In 2008, the Blue Ridge Parkway Foundation launched a new program aiming to get kids and families out exploring the high-elevation corridor. Ever since, the Kids in Parks program has mushroomed into a national endeavor with designated trails from San Diego, California, to Nags Head, North Carolina. 

Kids in Parks was recognized for its decade of accomplishments when it won the Youth Engagement Award at the SHIFT Festival in Jackson Hole, Wyoming. The annual SHIFT Awards recognize individuals, initiatives and organizations that contribute to conservation through human-powered outdoor recreation. 

“I don’t know that we envisioned that we would be in San Diego or in South Dakota, but we definitely set out to design it so it was going to be the next big thing in children’s nature programming, at least in the Blue Ridge,” said Kids in Parks Director Jason Urroz, who has been on board since the program’s inception. “It just so happens that nature deficit disorder, childhood obesity and people not spending time outdoors isn’t a Blue Ridge problem.
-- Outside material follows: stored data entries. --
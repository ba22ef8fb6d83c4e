//! A live peer connection: proxy, timers and per-peer state.

use std::sync::atomic::{AtomicBool, AtomicU32, AtomicU64, Ordering};
use std::sync::{Arc, OnceLock, Weak};
use std::time::Duration;

use tokio::io::{AsyncRead, AsyncWrite};
use tokio::sync::watch;
use tokio::time::Instant;
use tracing::debug;

use crate::codec::Codec;
use crate::config::Config;
use crate::error::Error;
use crate::message::{Message, VersionPayload};
use crate::pending::Stoppable;
use crate::proxy::{Proxy, Topics};
use crate::sync::StopSignal;
use crate::types::{Authority, Link};

/// Add up to a tenth of uniform jitter, de-synchronizing disconnects
/// across channels.
fn jittered(base: Duration, rng: &fastrand::Rng) -> Duration {
    let tenth = (base.as_millis() / 10) as u64;
    base + Duration::from_millis(rng.u64(0..=tenth))
}

/// One connected peer.
///
/// The channel owns its expiration and inactivity timers; the handshake
/// timer belongs to the version protocol. `nonce`, `peer_version` and
/// `negotiated_version` are set once and then read-only.
pub struct Channel {
    proxy: Arc<Proxy>,
    /// Assigned by the session at registration; non-zero once set.
    nonce: AtomicU64,
    peer_version: OnceLock<VersionPayload>,
    /// Initialized to the configured maximum, lowered at handshake.
    negotiated: AtomicU32,
    notify: AtomicBool,
    expiration: Duration,
    inactivity: Duration,
    activity: watch::Sender<Instant>,
}

impl Channel {
    pub fn new<S>(
        stream: S,
        authority: Authority,
        link: Link,
        codec: Arc<dyn Codec>,
        config: &Config,
        rng: &fastrand::Rng,
    ) -> Arc<Self>
    where
        S: AsyncRead + AsyncWrite + Send + Unpin + 'static,
    {
        Arc::new(Self {
            proxy: Proxy::new(stream, authority, link, codec),
            nonce: AtomicU64::new(0),
            peer_version: OnceLock::new(),
            negotiated: AtomicU32::new(config.protocol_maximum),
            notify: AtomicBool::new(false),
            expiration: jittered(config.channel_expiration, rng),
            inactivity: jittered(config.channel_inactivity, rng),
            activity: watch::channel(Instant::now()).0,
        })
    }

    /// Start the frame loops and both timers.
    pub fn start(self: &Arc<Self>) -> Result<(), Error> {
        self.proxy.start(self.activity.clone())?;
        self.activity.send_replace(Instant::now());

        tokio::spawn(run_timers(
            Arc::downgrade(self),
            self.stop_handle(),
            self.activity.subscribe(),
            self.expiration,
            self.inactivity,
        ));
        Ok(())
    }

    // Properties.

    pub fn authority(&self) -> Authority {
        self.proxy.authority()
    }

    pub fn link(&self) -> Link {
        self.proxy.link()
    }

    pub fn nonce(&self) -> u64 {
        self.nonce.load(Ordering::Acquire)
    }

    pub fn set_nonce(&self, nonce: u64) {
        debug_assert_ne!(nonce, 0);
        self.nonce.store(nonce, Ordering::Release);
    }

    /// The peer's version message; `None` before handshake success.
    pub fn peer_version(&self) -> Option<&VersionPayload> {
        self.peer_version.get()
    }

    pub fn set_peer_version(&self, version: VersionPayload) {
        let _ = self.peer_version.set(version);
    }

    pub fn negotiated_version(&self) -> u32 {
        self.negotiated.load(Ordering::Acquire)
    }

    pub fn set_negotiated_version(&self, version: u32) {
        self.negotiated.store(version, Ordering::Release);
    }

    pub fn notify(&self) -> bool {
        self.notify.load(Ordering::Acquire)
    }

    pub fn set_notify(&self, notify: bool) {
        self.notify.store(notify, Ordering::Release);
    }

    // Talk.

    pub async fn send(&self, message: Message) -> Result<(), Error> {
        self.proxy.send(message).await
    }

    pub(crate) fn topics(&self) -> &Topics {
        self.proxy.topics()
    }

    // Stop.

    pub fn stop(&self, reason: Error) {
        self.proxy.stop(reason);
    }

    pub fn is_stopped(&self) -> bool {
        self.proxy.is_stopped()
    }

    pub fn stop_reason(&self) -> Option<Error> {
        self.proxy.stop_reason()
    }

    /// Resolves with the stop reason; the channel-level one-shot stop
    /// subscription.
    pub async fn stopped(&self) -> Error {
        self.proxy.stopped().await
    }

    fn stop_handle(&self) -> StopSignal {
        // The timers only need wait/is_stopped; sharing the proxy's
        // signal keeps stop a single latch.
        self.proxy_stop().clone()
    }

    fn proxy_stop(&self) -> &StopSignal {
        self.proxy.stop_signal()
    }
}

impl Stoppable for Channel {
    fn stop(&self, reason: Error) {
        Channel::stop(self, reason);
    }
}

impl std::fmt::Debug for Channel {
    fn fmt(&self, f: &mut std::fmt::Formatter<'_>) -> std::fmt::Result {
        f.debug_struct("Channel")
            .field("authority", &self.authority())
            .field("link", &self.link())
            .field("nonce", &self.nonce())
            .field("negotiated", &self.negotiated_version())
            .finish()
    }
}

/// Expiration and inactivity races. Both observe the stop latch and
/// no-op once the channel is stopped or freed.
async fn run_timers(
    channel: Weak<Channel>,
    stop: StopSignal,
    activity: watch::Receiver<Instant>,
    expiration: Duration,
    inactivity: Duration,
) {
    let expiry = tokio::time::sleep(expiration);
    tokio::pin!(expiry);

    loop {
        let last = *activity.borrow();

        tokio::select! {
            _ = stop.wait() => return,
            _ = &mut expiry => {
                if let Some(channel) = channel.upgrade() {
                    debug!(authority = %channel.authority(), "channel lifetime expired");
                    channel.stop(Error::ChannelTimeout);
                }
                return;
            }
            _ = tokio::time::sleep_until(last + inactivity) => {
                // Re-armed by any inbound frame since we sampled.
                if *activity.borrow() == last {
                    if let Some(channel) = channel.upgrade() {
                        debug!(authority = %channel.authority(), "channel inactivity timeout");
                        channel.stop(Error::ChannelTimeout);
                    }
                    return;
                }
            }
        }
    }
}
It’s happening everywhere.”

 

Getting kids outside

The original idea behind Kids in Parks was to make outdoor exploration more accessible, simple and interactive for families by clearly identifying kid-friendly trails and having some sort of interpretation available to help kids learn about the plants, animals and other natural features they were seeing. 

The program was developed as a self-guided experience offering brochures to help kids interact with and learn about the trails, dubbed TRACK Trails. Most TRACK Trails are 1- or 2-mile hikes with some sort of interesting feature along the way.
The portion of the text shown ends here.